== The task ==
Reproduce the listing exactly, please, with every line intact.

== Data extract ==

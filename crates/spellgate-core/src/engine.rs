// SpellEngine: the boundary to a stateful, non-reentrant spelling engine.

/// Errors reported by an engine call.
#[derive(Debug, Clone, PartialEq, Eq, thiserror::Error)]
pub enum EngineError {
    /// The word contains a NUL byte and cannot cross a C string boundary.
    #[error("word contains an interior NUL byte: {word:?}")]
    InteriorNul { word: String },

    /// The engine reported a failure.
    #[error("engine call failed: {0}")]
    Fault(String),
}

/// A loaded spelling engine.
///
/// Implementations wrap a single mutable resource with no internal locking.
/// Every call takes `&mut self`, so holding a `&mut` (or an exclusive guard)
/// is the only way to call in. Construction loads the dictionary; dropping the
/// value releases it.
pub trait SpellEngine: Send + 'static {
    /// Whether `word` is spelled correctly.
    fn check(&mut self, word: &str) -> Result<bool, EngineError>;

    /// Suggested replacements for `word`, best first.
    fn suggest(&mut self, word: &str) -> Result<Vec<String>, EngineError>;

    /// Morphological analyses of `word`, in engine notation.
    fn analyze(&mut self, word: &str) -> Result<Vec<String>, EngineError>;
}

== Expected output ==
filename crates/spellgate-core/src/engine.rs
// SpellEngine: the boundary to a stateful, non-reentrant spelling engine.

/// Errors reported by an engine call.
#[derive(Debug, Clone, PartialEq, Eq, thiserror::Error)]
pub enum EngineError {
    /// The word contains a NUL byte and cannot cross a C string boundary.
    #[error("word contains an interior NUL byte: {word:?}")]
    InteriorNul { word: String },

    /// The engine reported a failure.
    #[error("engine call failed: {0}")]
    Fault(String),
}

/// A loaded spelling engine.
///
/// Implementations wrap a single mutable resource with no internal locking.
/// Every call takes `&mut self`, so holding a `&mut` (or an exclusive guard)
/// is the only way to call in. Construction loads the dictionary; dropping the
/// value releases it.
pub trait SpellEngine: Send + 'static {
    /// Whether `word` is spelled correctly.
    fn check(&mut self, word: &str) -> Result<bool, EngineError>;

    /// Suggested replacements for `word`, best first.
    fn suggest(&mut self, word: &str) -> Result<Vec<String>, EngineError>;

    /// Morphological analyses of `word`, in engine notation.
    fn analyze(&mut self, word: &str) -> Result<Vec<String>, EngineError>;
}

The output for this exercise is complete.